Officials did not attend the meeting, according to the suit, but they did tell players in attendance at the meeting that the tour and Augusta National had agreed to work together in addressing LIV, according to the plaintiffs.
“The threat of exlcusion from the Masters (and other majors) is a powerful weapon in the Tour’s arsenal to deter players from joining LIV Golf,” the suit says. It also claims that Augusta National chairman Fred Ridley personally instructed several players from this year’s Masters not to tee it up in LIV Golf tournaments.
The lawsuit also says that Ridley declined a request for a meeting from LIV Golf CEO Greg Norman.
Augusta National did not respond to a message from The Post seeking comment, though sources have previously told The Post it’s expected that the club, which is arguably the most powerful body in the sport, would side with the PGA Tour. To what extent, however, is unclear.
Golf’s other major championships — specifically last month’s British Open and the U.S. Open in June — allowed LIV golfers to compete in their tournaments but have largely spoken out against LIV.
In May, prior to the first LIV tournament a few weeks later, PGA of America CEO Seth Waugh said that LIV was “flawed” and reiterated that players who joined the circuit might not be eligible for future PGA Championships or the Ryder Cup. The following month, USGA CEO Mike Whan said he was “struggling to see” how LIV’s battle with the tour is good for the game. And at last month’s British Open at St. Andrews, R&A chief Martin Slumbers said LIV “is not in the best long-term interest of the sport as a whole and is entirely driven by money.”
Currently, there are five former Masters champions playing for LIV Golf — Mickelson (a three-time winner), Sergio Garcia, Dustin Johnson, Patrick Reed and Bubba Watson, a two-time green jacket winner who became the latest player to make the leap to LIV. It’s unclear whether they would be banned from playing in the Masters next April.
Though officials at Augusta National have yet to speak publicly since the launch of LIV, Ridley’s comments back in April were different from what was presented in the lawsuit.

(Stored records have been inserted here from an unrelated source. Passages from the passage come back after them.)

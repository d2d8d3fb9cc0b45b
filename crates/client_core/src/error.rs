use shared::protocol::CatalogOperation;
use thiserror::Error;

#[derive(Debug, Error)]
pub enum CatalogError {
    #[error("invalid catalog base url '{url}': {reason}")]
    InvalidBaseUrl { url: String, reason: String },
    #[error("{operation} request failed: {source}")]
    Transport {
        operation: CatalogOperation,
        #[source]
        source: reqwest::Error,
    },
    #[error("{operation} request returned status {status}")]
    Status {
        operation: CatalogOperation,
        status: u16,
    },
    #[error("failed to decode {operation} response: {source}")]
    Decode {
        operation: CatalogOperation,
        #[source]
        source: reqwest::Error,
    },
}

impl CatalogError {
    pub fn operation(&self) -> Option<CatalogOperation> {
        match self {
            Self::InvalidBaseUrl { .. } => None,
            Self::Transport { operation, .. }
            | Self::Status { operation, .. }
            | Self::Decode { operation, .. } => Some(*operation),
        }
    }

    /// Transport and status failures collapse into one generic message per operation.
    pub fn user_message(&self) -> String {
        match self.operation() {
            Some(operation) => operation.failure_message().to_string(),
            None => "Catalog API URL is not configured correctly.".to_string(),
        }
    }
}

#[derive(Debug, Error)]
pub enum SettingsError {
    #[error("failed to load settings: {0}")]
    Load(#[from] config::ConfigError),
    #[error("invalid setting `{key}`: {reason}")]
    Invalid { key: &'static str, reason: String },
}
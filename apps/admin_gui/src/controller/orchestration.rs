//! Command orchestration helpers from UI actions to backend command queue.

use crossbeam_channel::{Sender, TrySendError};

use crate::backend_bridge::commands::BackendCommand;

/// Queues a command without blocking the UI thread. Failures are reported
/// through `status`; the command is dropped.
pub fn dispatch_backend_command(
    cmd_tx: &Sender<BackendCommand>,
    cmd: BackendCommand,
    status: &mut String,
) -> bool {
    let cmd_name = cmd.name();
    tracing::debug!(command = cmd_name, "queueing ui->backend command");
    match cmd_tx.try_send(cmd) {
        Ok(()) => {
            tracing::debug!(command = cmd_name, "queued ui->backend command");
            true
        }
        Err(TrySendError::Full(_)) => {
            *status = "UI command queue is full; please retry".to_string();
            tracing::warn!(command = cmd_name, "ui->backend command queue is full");
            false
        }
        Err(TrySendError::Disconnected(_)) => {
            *status =
                "Backend command processor disconnected (possible startup failure); restart the panel"
                    .to_string();
            tracing::error!(command = cmd_name, "ui->backend command queue disconnected");
            false
        }
    }
}

#[cfg(test)]
mod tests {
    use super::*;
    use client_core::ProductListController;
    use crossbeam_channel::bounded;

    fn refresh_command() -> BackendCommand {
        BackendCommand::RefreshProducts {
            ticket: ProductListController::new().begin_refresh(),
        }
    }

    #[test]
    fn queues_command_when_capacity_allows() {
        let (tx, rx) = bounded::<BackendCommand>(1);
        let mut status = String::new();

        assert!(dispatch_backend_command(&tx, refresh_command(), &mut status));

        assert!(status.is_empty());
        assert_eq!(rx.try_recv().map(|cmd| cmd.name()), Ok("refresh_products"));
    }

    #[test]
    fn reports_full_queue() {
        let (tx, _rx) = bounded::<BackendCommand>(1);
        let mut status = String::new();
        dispatch_backend_command(&tx, refresh_command(), &mut status);

        assert!(!dispatch_backend_command(&tx, refresh_command(), &mut status));

        assert_eq!(status, "UI command queue is full; please retry");
    }

    #[test]
    fn reports_disconnected_backend() {
        let (tx, rx) = bounded::<BackendCommand>(1);
        drop(rx);
        let mut status = String::new();

        assert!(!dispatch_backend_command(&tx, refresh_command(), &mut status));

        assert!(status.contains("disconnected"));
    }
}
use super::*;

use shared::domain::{Product, ProductId};

use crate::columns::{product_table, CATEGORY_COLUMN, PRICE_COLUMN};
use crate::test_support::{product, sample_catalog};

fn ids(view: &TableView<'_, Product>) -> Vec<i64> {
    view.rows.iter().map(|row| row.item.id.0).collect()
}

fn many_products(n: i64) -> Vec<Product> {
    (1..=n)
        .map(|id| product(id, &format!("Item {id}"), id as f64, "electronics", 4.0))
        .collect()
}

#[test]
fn empty_collection_renders_no_results_and_disables_paging() {
    let spec = product_table();
    let mut state = TableState::new(CATEGORY_COLUMN, 10);
    let items: Vec<Product> = Vec::new();

    let view = render_table(&spec, &items, &mut state);

    assert!(view.is_empty());
    assert_eq!(view.page_count, 0);
    assert!(!view.can_previous);
    assert!(!view.can_next);
    assert_eq!(view.column_count(), spec.columns.len());
    assert_eq!(EMPTY_MESSAGE, "No results.");
}

#[test]
fn unsorted_view_keeps_input_order() {
    let spec = product_table();
    let items = sample_catalog();
    let mut state = TableState::new(CATEGORY_COLUMN, 10);

    let view = render_table(&spec, &items, &mut state);

    assert_eq!(ids(&view), vec![1, 2, 3, 4, 5, 6]);
    assert!(view.headers.iter().all(|header| header.sorted.is_none()));
}

#[test]
fn second_price_toggle_reverses_the_ascending_permutation() {
    let spec = product_table();
    let items = sample_catalog();
    let mut state = TableState::new(CATEGORY_COLUMN, 10);

    state.toggle_sort(PRICE_COLUMN);
    let ascending = ids(&render_table(&spec, &items, &mut state));
    state.toggle_sort(PRICE_COLUMN);
    let descending_view = render_table(&spec, &items, &mut state);
    let descending = ids(&descending_view);

    assert_eq!(ascending, vec![2, 6, 4, 1, 5, 3]);
    let mut reversed = ascending.clone();
    reversed.reverse();
    assert_eq!(descending, reversed);
    let price_header = descending_view
        .headers
        .iter()
        .find(|header| header.key == PRICE_COLUMN)
        .expect("price header");
    assert_eq!(price_header.sorted, Some(SortDirection::Descending));
    assert!(price_header.sortable);
}

#[test]
fn third_toggle_returns_to_ascending() {
    let mut state = TableState::new(CATEGORY_COLUMN, 10);

    state.toggle_sort(PRICE_COLUMN);
    state.toggle_sort(PRICE_COLUMN);
    state.toggle_sort(PRICE_COLUMN);

    assert_eq!(
        state.sort(),
        Some(SortState {
            column: PRICE_COLUMN,
            direction: SortDirection::Ascending
        })
    );
}

#[test]
fn ties_keep_input_order_in_both_directions() {
    let spec = product_table();
    let items = vec![
        product(1, "A", 10.0, "x", 4.0),
        product(2, "B", 5.0, "x", 4.0),
        product(3, "C", 10.0, "x", 4.0),
        product(4, "D", 5.0, "x", 4.0),
    ];
    let mut state = TableState::new(CATEGORY_COLUMN, 10);

    state.toggle_sort(PRICE_COLUMN);
    assert_eq!(ids(&render_table(&spec, &items, &mut state)), vec![2, 4, 1, 3]);
    state.toggle_sort(PRICE_COLUMN);
    assert_eq!(ids(&render_table(&spec, &items, &mut state)), vec![1, 3, 2, 4]);
}

#[test]
fn category_filter_is_case_sensitive_substring_and_resets_page() {
    let spec = product_table();
    let mut items = many_products(12);
    items.push(product(13, "Old Radio", 15.0, "Electronics", 4.0));
    items.push(product(14, "Scarf", 12.0, "women's clothing", 4.0));
    let mut state = TableState::new(CATEGORY_COLUMN, 10);

    let first_page = render_table(&spec, &items, &mut state);
    state.next_page(first_page.page_count);
    assert_eq!(state.page_index(), 1);

    state.set_filter("elec");
    let view = render_table(&spec, &items, &mut state);

    assert_eq!(view.page_index, 0);
    assert_eq!(view.filtered_len, 12);
    assert!(view
        .rows
        .iter()
        .all(|row| row.item.category.contains("elec")));
    assert!(!ids(&view).contains(&13));
}

#[test]
fn filter_without_matches_renders_no_results() {
    let spec = product_table();
    let items = sample_catalog();
    let mut state = TableState::new(CATEGORY_COLUMN, 10);

    state.set_filter("ELEC");
    let view = render_table(&spec, &items, &mut state);

    assert!(view.is_empty());
    assert!(!view.can_previous && !view.can_next);
}

#[test]
fn pagination_controls_disable_at_bounds() {
    let spec = product_table();
    let items = many_products(25);
    let mut state = TableState::new(CATEGORY_COLUMN, 10);

    let view = render_table(&spec, &items, &mut state);
    assert_eq!(view.page_count, 3);
    assert!(!view.can_previous);
    assert!(view.can_next);
    assert_eq!(ids(&view), (1..=10).collect::<Vec<_>>());

    state.next_page(view.page_count);
    state.next_page(3);
    let last = render_table(&spec, &items, &mut state);
    assert_eq!(last.page_index, 2);
    assert!(last.can_previous);
    assert!(!last.can_next);
    assert_eq!(ids(&last), (21..=25).collect::<Vec<_>>());

    state.next_page(last.page_count);
    assert_eq!(state.page_index(), 2);
    state.previous_page();
    state.previous_page();
    state.previous_page();
    assert_eq!(state.page_index(), 0);
}

#[test]
fn page_index_is_clamped_when_collection_shrinks() {
    let spec = product_table();
    let items = many_products(25);
    let mut state = TableState::new(CATEGORY_COLUMN, 10);
    state.next_page(3);
    state.next_page(3);
    assert_eq!(render_table(&spec, &items, &mut state).page_index, 2);

    let fewer = many_products(4);
    let view = render_table(&spec, &fewer, &mut state);

    assert_eq!(view.page_index, 0);
    assert_eq!(state.page_index(), 0);
    assert_eq!(ids(&view), vec![1, 2, 3, 4]);
}

#[test]
fn rows_carry_rendered_cells_and_highlight_flag() {
    let spec = product_table();
    let items = vec![product(4, "Portable SSD 1TB", 64.0, "electronics", 4.8)];
    let mut state = TableState::new(CATEGORY_COLUMN, 10);

    let view = render_table(&spec, &items, &mut state);
    let row = &view.rows[0];

    assert!(row.highlighted);
    assert_eq!(row.source_index, 0);
    assert_eq!(row.item.id, ProductId(4));
    let cell = |key: &str| {
        let index = spec
            .columns
            .iter()
            .position(|column| column.key == key)
            .expect("column");
        row.cells[index].clone()
    };
    assert_eq!(cell("price"), "$64.00");
    assert_eq!(cell("category"), "Electronics");
    assert_eq!(cell("rating"), "4.8/5 (100 reviews)");
    assert_eq!(cell("actions"), "");
}

#[test]
fn jumping_past_the_last_page_lands_on_the_last_page() {
    let spec = product_table();
    let items = many_products(25);
    let mut state = TableState::new(CATEGORY_COLUMN, 10);

    state.go_to_page(9);
    let view = render_table(&spec, &items, &mut state);

    assert_eq!(view.page_index, 2);
    assert_eq!(ids(&view), (21..=25).collect::<Vec<_>>());
}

“Our mission is to always act in the best interest of the game in whatever form that may take,” Ridley said then. “I think that golf is in a good place right now. There’s more participation, the purses on the professional tours are the highest they’ve ever been. We’ve been pretty clear in our belief that the world tours have done a great job in promoting the game over the years. Beyond that, there’s so much that we don’t know about what might happen or what could happen, I can’t say much more beyond that.”